• Records supplied
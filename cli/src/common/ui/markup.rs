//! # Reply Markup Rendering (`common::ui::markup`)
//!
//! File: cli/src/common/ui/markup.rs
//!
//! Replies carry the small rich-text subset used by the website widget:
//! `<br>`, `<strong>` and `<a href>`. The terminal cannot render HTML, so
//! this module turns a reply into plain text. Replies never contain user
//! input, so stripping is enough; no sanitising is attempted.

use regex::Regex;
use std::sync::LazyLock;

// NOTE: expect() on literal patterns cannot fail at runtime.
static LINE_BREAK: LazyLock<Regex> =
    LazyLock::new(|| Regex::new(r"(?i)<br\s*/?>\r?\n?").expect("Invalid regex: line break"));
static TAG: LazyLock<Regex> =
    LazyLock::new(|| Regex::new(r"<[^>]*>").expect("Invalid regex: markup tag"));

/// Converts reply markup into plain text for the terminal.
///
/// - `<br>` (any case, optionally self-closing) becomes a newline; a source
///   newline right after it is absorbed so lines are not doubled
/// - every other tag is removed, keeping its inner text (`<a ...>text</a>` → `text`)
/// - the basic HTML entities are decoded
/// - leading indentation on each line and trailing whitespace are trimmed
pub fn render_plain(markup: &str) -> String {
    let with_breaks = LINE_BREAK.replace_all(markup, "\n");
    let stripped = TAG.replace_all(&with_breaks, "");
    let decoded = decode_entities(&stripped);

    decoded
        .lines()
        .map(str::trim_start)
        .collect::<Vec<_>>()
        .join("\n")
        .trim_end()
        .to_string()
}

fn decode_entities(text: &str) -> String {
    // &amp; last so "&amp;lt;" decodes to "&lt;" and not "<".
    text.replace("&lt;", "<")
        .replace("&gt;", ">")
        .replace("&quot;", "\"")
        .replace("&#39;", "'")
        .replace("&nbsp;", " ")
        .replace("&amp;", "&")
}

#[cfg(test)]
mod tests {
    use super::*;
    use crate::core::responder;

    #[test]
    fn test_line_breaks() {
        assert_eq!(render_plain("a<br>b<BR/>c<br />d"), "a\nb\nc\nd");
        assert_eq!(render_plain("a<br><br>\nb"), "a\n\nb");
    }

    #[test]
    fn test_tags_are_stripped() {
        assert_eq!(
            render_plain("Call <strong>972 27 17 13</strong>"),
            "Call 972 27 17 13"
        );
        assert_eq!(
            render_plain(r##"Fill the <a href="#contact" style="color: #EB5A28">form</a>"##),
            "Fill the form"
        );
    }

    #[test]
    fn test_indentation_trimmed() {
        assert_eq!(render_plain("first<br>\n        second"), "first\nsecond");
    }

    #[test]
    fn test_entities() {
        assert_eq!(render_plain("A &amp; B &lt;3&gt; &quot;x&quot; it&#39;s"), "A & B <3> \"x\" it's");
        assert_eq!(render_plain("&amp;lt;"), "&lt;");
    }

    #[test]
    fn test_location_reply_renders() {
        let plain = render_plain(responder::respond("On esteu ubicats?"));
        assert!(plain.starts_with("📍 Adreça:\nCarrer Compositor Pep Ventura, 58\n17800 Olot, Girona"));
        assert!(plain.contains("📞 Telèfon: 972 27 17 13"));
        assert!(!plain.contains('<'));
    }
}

...

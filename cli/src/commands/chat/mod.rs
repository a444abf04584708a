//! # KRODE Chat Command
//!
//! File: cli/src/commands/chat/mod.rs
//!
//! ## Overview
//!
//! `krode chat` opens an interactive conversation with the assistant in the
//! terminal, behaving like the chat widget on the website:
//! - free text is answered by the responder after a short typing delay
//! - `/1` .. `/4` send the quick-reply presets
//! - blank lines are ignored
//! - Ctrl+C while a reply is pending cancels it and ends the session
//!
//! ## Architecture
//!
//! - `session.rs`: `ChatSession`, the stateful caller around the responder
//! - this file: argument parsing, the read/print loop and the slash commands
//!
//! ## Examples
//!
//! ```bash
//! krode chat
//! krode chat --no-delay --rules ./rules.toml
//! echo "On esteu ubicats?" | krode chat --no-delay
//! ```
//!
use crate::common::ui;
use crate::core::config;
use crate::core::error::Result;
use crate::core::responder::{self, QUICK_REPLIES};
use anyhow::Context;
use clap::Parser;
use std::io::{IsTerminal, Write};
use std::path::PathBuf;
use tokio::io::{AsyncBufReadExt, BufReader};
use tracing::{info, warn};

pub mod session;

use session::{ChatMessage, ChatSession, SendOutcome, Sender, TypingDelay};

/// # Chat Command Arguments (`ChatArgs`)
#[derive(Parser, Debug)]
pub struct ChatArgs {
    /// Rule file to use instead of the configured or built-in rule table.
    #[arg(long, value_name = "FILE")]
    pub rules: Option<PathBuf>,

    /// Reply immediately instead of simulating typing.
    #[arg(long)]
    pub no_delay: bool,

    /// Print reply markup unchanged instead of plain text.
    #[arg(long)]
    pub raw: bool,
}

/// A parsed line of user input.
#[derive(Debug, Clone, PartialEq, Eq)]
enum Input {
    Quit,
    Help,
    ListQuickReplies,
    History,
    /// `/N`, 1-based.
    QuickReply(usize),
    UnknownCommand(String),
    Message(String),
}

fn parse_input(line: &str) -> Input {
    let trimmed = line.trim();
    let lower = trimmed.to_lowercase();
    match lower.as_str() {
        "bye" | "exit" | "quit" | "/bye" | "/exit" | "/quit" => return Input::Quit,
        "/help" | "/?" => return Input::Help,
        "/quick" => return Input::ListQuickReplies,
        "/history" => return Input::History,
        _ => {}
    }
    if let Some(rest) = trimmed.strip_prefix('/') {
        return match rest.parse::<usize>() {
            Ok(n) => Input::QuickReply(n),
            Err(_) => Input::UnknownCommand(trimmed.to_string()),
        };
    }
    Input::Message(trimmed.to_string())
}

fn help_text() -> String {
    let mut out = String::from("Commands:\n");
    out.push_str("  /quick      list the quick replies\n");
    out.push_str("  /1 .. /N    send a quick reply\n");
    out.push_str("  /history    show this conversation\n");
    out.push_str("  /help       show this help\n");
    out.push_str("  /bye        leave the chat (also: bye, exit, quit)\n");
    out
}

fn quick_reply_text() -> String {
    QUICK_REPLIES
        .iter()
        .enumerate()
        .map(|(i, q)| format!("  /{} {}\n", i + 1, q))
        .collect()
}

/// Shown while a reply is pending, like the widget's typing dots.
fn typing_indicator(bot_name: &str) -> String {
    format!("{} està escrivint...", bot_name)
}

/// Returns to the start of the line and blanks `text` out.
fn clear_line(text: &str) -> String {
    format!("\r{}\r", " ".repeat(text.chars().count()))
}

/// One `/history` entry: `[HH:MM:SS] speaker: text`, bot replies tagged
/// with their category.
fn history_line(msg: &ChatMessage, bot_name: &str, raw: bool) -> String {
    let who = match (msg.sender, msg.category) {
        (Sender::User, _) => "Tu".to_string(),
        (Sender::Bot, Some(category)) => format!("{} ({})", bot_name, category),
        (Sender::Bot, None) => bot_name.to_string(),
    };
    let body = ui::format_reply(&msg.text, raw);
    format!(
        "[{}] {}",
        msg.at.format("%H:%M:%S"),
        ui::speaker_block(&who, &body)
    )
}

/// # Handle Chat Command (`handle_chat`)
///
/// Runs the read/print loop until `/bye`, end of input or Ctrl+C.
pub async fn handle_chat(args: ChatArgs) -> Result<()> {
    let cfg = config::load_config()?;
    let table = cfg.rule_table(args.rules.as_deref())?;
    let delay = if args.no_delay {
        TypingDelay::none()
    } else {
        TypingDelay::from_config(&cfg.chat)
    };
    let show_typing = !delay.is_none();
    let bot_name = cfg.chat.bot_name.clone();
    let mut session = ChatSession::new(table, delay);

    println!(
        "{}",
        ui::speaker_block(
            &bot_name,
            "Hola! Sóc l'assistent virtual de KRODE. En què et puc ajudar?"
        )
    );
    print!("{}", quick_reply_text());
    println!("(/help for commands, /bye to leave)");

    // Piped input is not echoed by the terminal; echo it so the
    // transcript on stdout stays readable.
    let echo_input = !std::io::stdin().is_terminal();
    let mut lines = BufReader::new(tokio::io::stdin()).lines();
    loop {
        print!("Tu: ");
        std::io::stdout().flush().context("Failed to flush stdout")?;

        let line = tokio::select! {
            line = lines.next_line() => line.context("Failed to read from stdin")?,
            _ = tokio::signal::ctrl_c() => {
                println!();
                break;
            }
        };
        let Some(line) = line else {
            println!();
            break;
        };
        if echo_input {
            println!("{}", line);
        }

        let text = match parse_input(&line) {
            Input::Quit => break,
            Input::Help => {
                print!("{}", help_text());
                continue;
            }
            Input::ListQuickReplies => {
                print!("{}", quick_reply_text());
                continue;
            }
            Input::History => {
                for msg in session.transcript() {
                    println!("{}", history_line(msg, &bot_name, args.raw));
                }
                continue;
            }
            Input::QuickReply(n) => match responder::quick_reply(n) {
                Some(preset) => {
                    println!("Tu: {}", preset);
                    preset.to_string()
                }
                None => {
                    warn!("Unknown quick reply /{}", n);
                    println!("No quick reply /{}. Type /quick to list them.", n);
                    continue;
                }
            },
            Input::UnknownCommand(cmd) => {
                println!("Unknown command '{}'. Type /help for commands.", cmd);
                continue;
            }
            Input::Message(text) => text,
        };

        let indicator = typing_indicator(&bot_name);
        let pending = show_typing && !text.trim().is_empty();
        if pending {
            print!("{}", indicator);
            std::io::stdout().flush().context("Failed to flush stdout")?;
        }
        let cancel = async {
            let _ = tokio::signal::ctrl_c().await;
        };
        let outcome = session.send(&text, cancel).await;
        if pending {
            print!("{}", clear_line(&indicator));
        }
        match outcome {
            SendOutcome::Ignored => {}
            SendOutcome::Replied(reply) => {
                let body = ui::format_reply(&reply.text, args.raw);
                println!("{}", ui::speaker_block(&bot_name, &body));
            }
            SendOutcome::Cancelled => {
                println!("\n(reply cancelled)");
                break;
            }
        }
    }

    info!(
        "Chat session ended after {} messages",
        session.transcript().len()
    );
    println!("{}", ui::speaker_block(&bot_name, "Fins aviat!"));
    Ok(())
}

• Instructions to follow
Search the records for lines holding the word "QuickReply", then copy each line you find.

• Finished exercise
    QuickReply(usize),
            Ok(n) => Input::QuickReply(n),
            Input::QuickReply(n) => match responder::quick_reply(n) {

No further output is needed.